FRIDAY 31 DECEMBER 1802

We had the wind at W. by S. in the morning, and stood off until noon,
nine or ten leagues from the coast; two small lumps of land were then
seen, bearing S. 53 deg. and 58 deg. W., and at the mast head they were perceived
to join, and apparently to form an island. On the wind veering to the
south and eastward we steered for it, and before sunset got to an anchor
in a small bay on its south side, in 4 fathoms; the extremes of the
island bearing N. 81 deg. E. one mile and a half, to S. 83 deg. W. three miles.
The main land was visible three or four leagues to the southward, and a
projecting part of the back hills, which at first made like a head land,
bore S. 3 deg.
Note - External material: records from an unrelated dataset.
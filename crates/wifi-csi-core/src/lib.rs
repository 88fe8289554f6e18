//! # WiFi-CSI Core
//!
//! Core types and utilities for calibrating WiFi Channel State Information
//! (CSI) captures.
//!
//! This crate provides the foundational building blocks consumed by the
//! scaling and metric-extraction layers:
//!
//! - **Frame Types**: [`Frame`], [`FrameBuilder`], and [`Trace`] for
//!   representing one hardware measurement epoch (complex CSI tensor plus
//!   radio telemetry) and ordered capture sequences.
//!
//! - **Telemetry Types**: [`Rssi`] and [`NoiseFloor`], which resolve the
//!   firmware's in-band sentinel values (`0` = antenna absent, `-127` =
//!   noise floor undefined) into closed variants at the data-model boundary,
//!   so downstream formulas never re-check sentinels.
//!
//! - **Decibel Conversion**: the [`db`] module, with linear/decibel
//!   conversions matching the reference firmware's power and voltage
//!   conventions.
//!
//! - **Error Types**: [`FrameError`] for construction-time validation.
//!
//! ## Example
//!
//! ```rust
//! use ndarray::Array3;
//! use num_complex::Complex64;
//! use wifi_csi_core::Frame;
//!
//! let csi = Array3::from_elem((30, 2, 1), Complex64::new(1.0, 0.0));
//! let frame = Frame::builder()
//!     .csi(csi)
//!     .rssi_raw(-55.0, -58.0, 0.0)
//!     .agc(20.0)
//!     .noise_raw(-92.0)
//!     .build()
//!     .unwrap();
//!
//! assert_eq!(frame.num_subcarriers(), 30);
//! assert!(frame.rssi_c.unwrap().dbm().is_none());
//! ```

#![forbid(unsafe_code)]

pub mod db;
pub mod error;
pub mod types;

// Re-export commonly used types at the crate root
pub use db::{db, dbinv, DbUnit};
pub use error::{CoreResult, FrameError};
pub use types::{Frame, FrameBuilder, NoiseFloor, Rssi, Trace};

/// Crate version
pub const VERSION: &str = env!("CARGO_PKG_VERSION");

/// Subcarrier count reported by the Intel 5300 NIC on a 20 MHz channel
pub const INTEL_5300_SUBCARRIERS: usize = 30;

/// Maximum transmit antennas supported by the calibration model
pub const MAX_TX_ANTENNAS: usize = 3;

/// Prelude module for convenient imports.
///
/// ```rust
/// use wifi_csi_core::prelude::*;
/// ```
pub mod prelude {
    pub use crate::db::{db, dbinv, DbUnit};
    pub use crate::error::{CoreResult, FrameError};
    pub use crate::types::{Frame, FrameBuilder, NoiseFloor, Rssi, Trace};
}

#[cfg(test)]
mod tests {
    use super::*;

    #[test]
    fn test_version_is_valid() {
        assert!(!VERSION.is_empty());
    }

    #[test]
    fn test_constants() {
        assert_eq!(INTEL_5300_SUBCARRIERS, 30);
        assert_eq!(MAX_TX_ANTENNAS, 3);
    }
}
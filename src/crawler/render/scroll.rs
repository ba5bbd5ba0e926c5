use crate::crawler::render::RenderSession;
use std::time::Duration;

/// Script returning the current document height
pub const SCROLL_HEIGHT_SCRIPT: &str = "document.body ? document.body.scrollHeight : 0";

/// Script scrolling the viewport to the bottom of the document
pub const SCROLL_TO_BOTTOM_SCRIPT: &str =
    "window.scrollTo(0, document.body ? document.body.scrollHeight : 0)";

/// How a scroll-until-stable pass ended
#[derive(Debug, Clone, Copy, PartialEq, Eq)]
pub struct ScrollOutcome {
    /// Scroll actions performed
    pub scrolls: u32,

    /// Document height after the last scroll
    pub final_height: u64,

    /// False when the iteration cap stopped a still-growing page
    pub stabilized: bool,
}

/// Reads the document height through the session
pub async fn read_scroll_height(session: &mut dyn RenderSession) -> Result<u64, String> {
    let value = session.evaluate(SCROLL_HEIGHT_SCRIPT).await?;
    match value {
        serde_json::Value::Null => Ok(0),
        serde_json::Value::Number(n) => n
            .as_u64()
            .or_else(|| n.as_f64().filter(|f| *f >= 0.0).map(|f| f as u64))
            .ok_or_else(|| format!("scroll height is not a non-negative number: {}", n)),
        other => Err(format!("unexpected scroll height value: {}", other)),
    }
}

/// Scrolls to the bottom until the document stops growing
///
/// Each iteration scrolls, waits `settle` for lazy content, and compares the
/// new height against the previous reading; the post-scroll reading becomes
/// the next baseline. A height sequence of `[100, 300, 300]` therefore takes
/// exactly two scrolls. After `max_scrolls` scrolls the page is treated as
/// stable and a warning is logged.
pub async fn scroll_until_stable(
    session: &mut dyn RenderSession,
    settle: Duration,
    max_scrolls: u32,
) -> Result<ScrollOutcome, String> {
    let mut height = read_scroll_height(session).await?;
    let mut scrolls = 0;

    while scrolls < max_scrolls {
        session.evaluate(SCROLL_TO_BOTTOM_SCRIPT).await?;
        scrolls += 1;

        tokio::time::sleep(settle).await;

        let next = read_scroll_height(session).await?;
        tracing::trace!("Scroll {}: height {} -> {}", scrolls, height, next);

        if next == height {
            return Ok(ScrollOutcome {
                scrolls,
                final_height: next,
                stabilized: true,
            });
        }
        height = next;
    }

    tracing::warn!(
        "Page still growing after {} scrolls (height {}), treating as stable",
        max_scrolls,
        height
    );

    Ok(ScrollOutcome {
        scrolls,
        final_height: height,
        stabilized: false,
    })
}
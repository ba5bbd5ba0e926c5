use crate::config::types::Config;
use crate::config::validation::validate;
use crate::ConfigResult;
use std::path::Path;

/// Loads and parses a configuration file from the given path
///
/// # Arguments
///
/// * `path` - Path to the TOML configuration file
///
/// # Returns
///
/// * `Ok(Config)` - Successfully loaded and validated configuration
/// * `Err(ConfigError)` - Failed to load, parse, or validate the configuration
pub fn load_config(path: &Path) -> ConfigResult<Config> {
    let content = std::fs::read_to_string(path)?;
    parse_config(&content)
}

/// Parses and validates configuration from TOML text
pub fn parse_config(content: &str) -> ConfigResult<Config> {
    let config: Config = toml::from_str(content)?;
    validate(&config)?;
    Ok(config)
}
//! Crawler coordinator - batch orchestration across seeds
//!
//! This module fans site crawls out over a seed list:
//! - Validating seeds and grouping spellings of the same URL
//! - Bounding concurrent site crawls with a semaphore
//! - Containing panics so every seed still gets a result
//! - Collecting the per-seed results in input order

use crate::crawler::{CrawlResult, ProductUrlSet, SiteCrawler};
use crate::url::parse_seed;
use crate::{Result, TrawlerError};
use std::collections::HashMap;
use std::sync::Arc;
use std::time::Instant;
use tokio::sync::Semaphore;
use url::Url;

/// A distinct seed URL and every spelling of it the user gave
#[derive(Debug, Clone, PartialEq, Eq)]
pub struct Seed {
    pub url: Url,

    /// Trimmed seed strings that parse to `url`, in input order
    pub labels: Vec<String>,
}

/// Validates seeds and groups those that resolve to the same URL
///
/// Groups keep the order of their first occurrence. A seed repeated verbatim
/// contributes a single label.
///
/// # Errors
///
/// * `TrawlerError::NoSeeds` - the list is empty
/// * `TrawlerError::InvalidSeed` - a seed is not an absolute HTTP(S) URL
pub fn prepare_seeds<S: AsRef<str>>(seeds: &[S]) -> Result<Vec<Seed>> {
    if seeds.is_empty() {
        return Err(TrawlerError::NoSeeds);
    }

    let mut index: HashMap<Url, usize> = HashMap::new();
    let mut prepared: Vec<Seed> = Vec::with_capacity(seeds.len());

    for raw in seeds {
        let label = raw.as_ref().trim().to_string();
        let url = parse_seed(&label).map_err(|source| TrawlerError::InvalidSeed {
            url: label.clone(),
            source,
        })?;

        match index.get(&url) {
            Some(&i) => {
                let seed = &mut prepared[i];
                if !seed.labels.contains(&label) {
                    tracing::debug!("Seed {} shares a crawl with {}", label, seed.labels[0]);
                    seed.labels.push(label);
                }
            }
            None => {
                index.insert(url.clone(), prepared.len());
                prepared.push(Seed {
                    url,
                    labels: vec![label],
                });
            }
        }
    }

    Ok(prepared)
}

/// Main crawler coordinator structure
///
/// Owns the concurrency limiter; a permit is held for the whole of each site
/// crawl, both phases included.
pub struct Coordinator {
    site_crawler: Arc<SiteCrawler>,
    semaphore: Arc<Semaphore>,
    concurrency: usize,
}

impl Coordinator {
    /// Creates a new coordinator instance
    ///
    /// # Arguments
    ///
    /// * `site_crawler` - Crawls a single seed
    /// * `concurrency` - Maximum number of site crawls in progress at once
    ///
    /// # Returns
    ///
    /// * `Ok(Coordinator)` - Successfully created coordinator
    /// * `Err(TrawlerError::ZeroConcurrency)` - `concurrency` was zero
    pub fn new(site_crawler: SiteCrawler, concurrency: usize) -> Result<Self> {
        if concurrency == 0 {
            return Err(TrawlerError::ZeroConcurrency);
        }

        Ok(Self {
            site_crawler: Arc::new(site_crawler),
            semaphore: Arc::new(Semaphore::new(concurrency)),
            concurrency,
        })
    }

    /// Crawls every seed and returns exactly one entry per input seed
    ///
    /// Seeds are validated up front; nothing is scheduled if any is invalid.
    /// Each distinct URL runs in its own task, and every spelling of it gets
    /// an entry holding the same set. A task that panics is logged and
    /// recorded as an empty set, so one fault never costs the other seeds
    /// their results. Returns once every seed has an entry.
    pub async fn crawl_all<S: AsRef<str>>(&self, seeds: &[S]) -> Result<CrawlResult> {
        let labels: Vec<&str> = seeds.iter().map(|s| s.as_ref().trim()).collect();
        let seeds = prepare_seeds(seeds)?;
        let start_time = Instant::now();

        tracing::info!(
            "Crawling {} sites, at most {} at a time",
            seeds.len(),
            self.concurrency
        );

        let mut handles = Vec::with_capacity(seeds.len());
        for seed in seeds {
            let site_crawler = Arc::clone(&self.site_crawler);
            let semaphore = Arc::clone(&self.semaphore);
            let url = seed.url.clone();

            let handle = tokio::spawn(async move {
                let Ok(_permit) = semaphore.acquire_owned().await else {
                    tracing::error!("Concurrency limiter closed before crawling {}", url);
                    return ProductUrlSet::new();
                };

                tracing::info!("Crawling: {}", url);
                let site_start = Instant::now();
                let urls = site_crawler.crawl_site(&url).await;
                tracing::info!(
                    "Finished {}: {} product URLs in {:?}",
                    url,
                    urls.len(),
                    site_start.elapsed()
                );
                urls
            });

            handles.push((seed, handle));
        }

        let mut by_label = HashMap::with_capacity(labels.len());
        for (seed, handle) in handles {
            let urls = match handle.await {
                Ok(urls) => urls,
                Err(e) => {
                    tracing::error!("Error crawling {}: {}", seed.url, e);
                    ProductUrlSet::new()
                }
            };
            for label in seed.labels {
                by_label.insert(label, urls.clone());
            }
        }

        let mut result = CrawlResult::with_capacity(labels.len());
        for label in labels {
            if let Some(urls) = by_label.get(label) {
                result.insert(label, urls.clone());
            }
        }

        tracing::info!(
            "Crawling completed: {} sites, {} product URLs in {:?}",
            result.len(),
            result.total_urls(),
            start_time.elapsed()
        );

        Ok(result)
    }
}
W.

A similar error to that at the Capes Van Diemen and Vanderlin has been
made here in the Dutch chart, this island being represented as a
projection of the main land, and called Cape Maria. To the west of it is
marked a large bay or bight, called Limmen's Bogt, where the coast turns
north-eastward to a projecting cape without name, which has a shoal,
forty miles in length, running out from it; and between this shoal and
Cape Maria, is laid down a small island. In these particulars, the old
chart was found to be correct as to the general matter of fact, but
erroneous in the forms and positions.

SATURDAY 1 JANUARY 1803

Fires were seen at night, upon the island; and early in the morning I
landed with the botanical gentlemen, to examine the productions and take
bearings. My attention was attracted by something like a native's hut,
which proved to be an ant hill composed of red earth, about eight feet
high, and formed like a haycock; the inhabitants were the same feeble
race of insect as before seen at the Prince of Wales' Islands, and the
least pressure was sufficient to crush them. From the highest hill on the
south side of the island, I set the furthest visible extremity of the
main land to the eastward, near which is a low islet, at S. 21 deg. 50' E.;
from thence it extended past the projecting part of the hills to N. 80 deg.
W., where it was lost in Limmen's Bight; but re-appearing 16 deg. further
north, it was distinguishable to N. 33 deg. W.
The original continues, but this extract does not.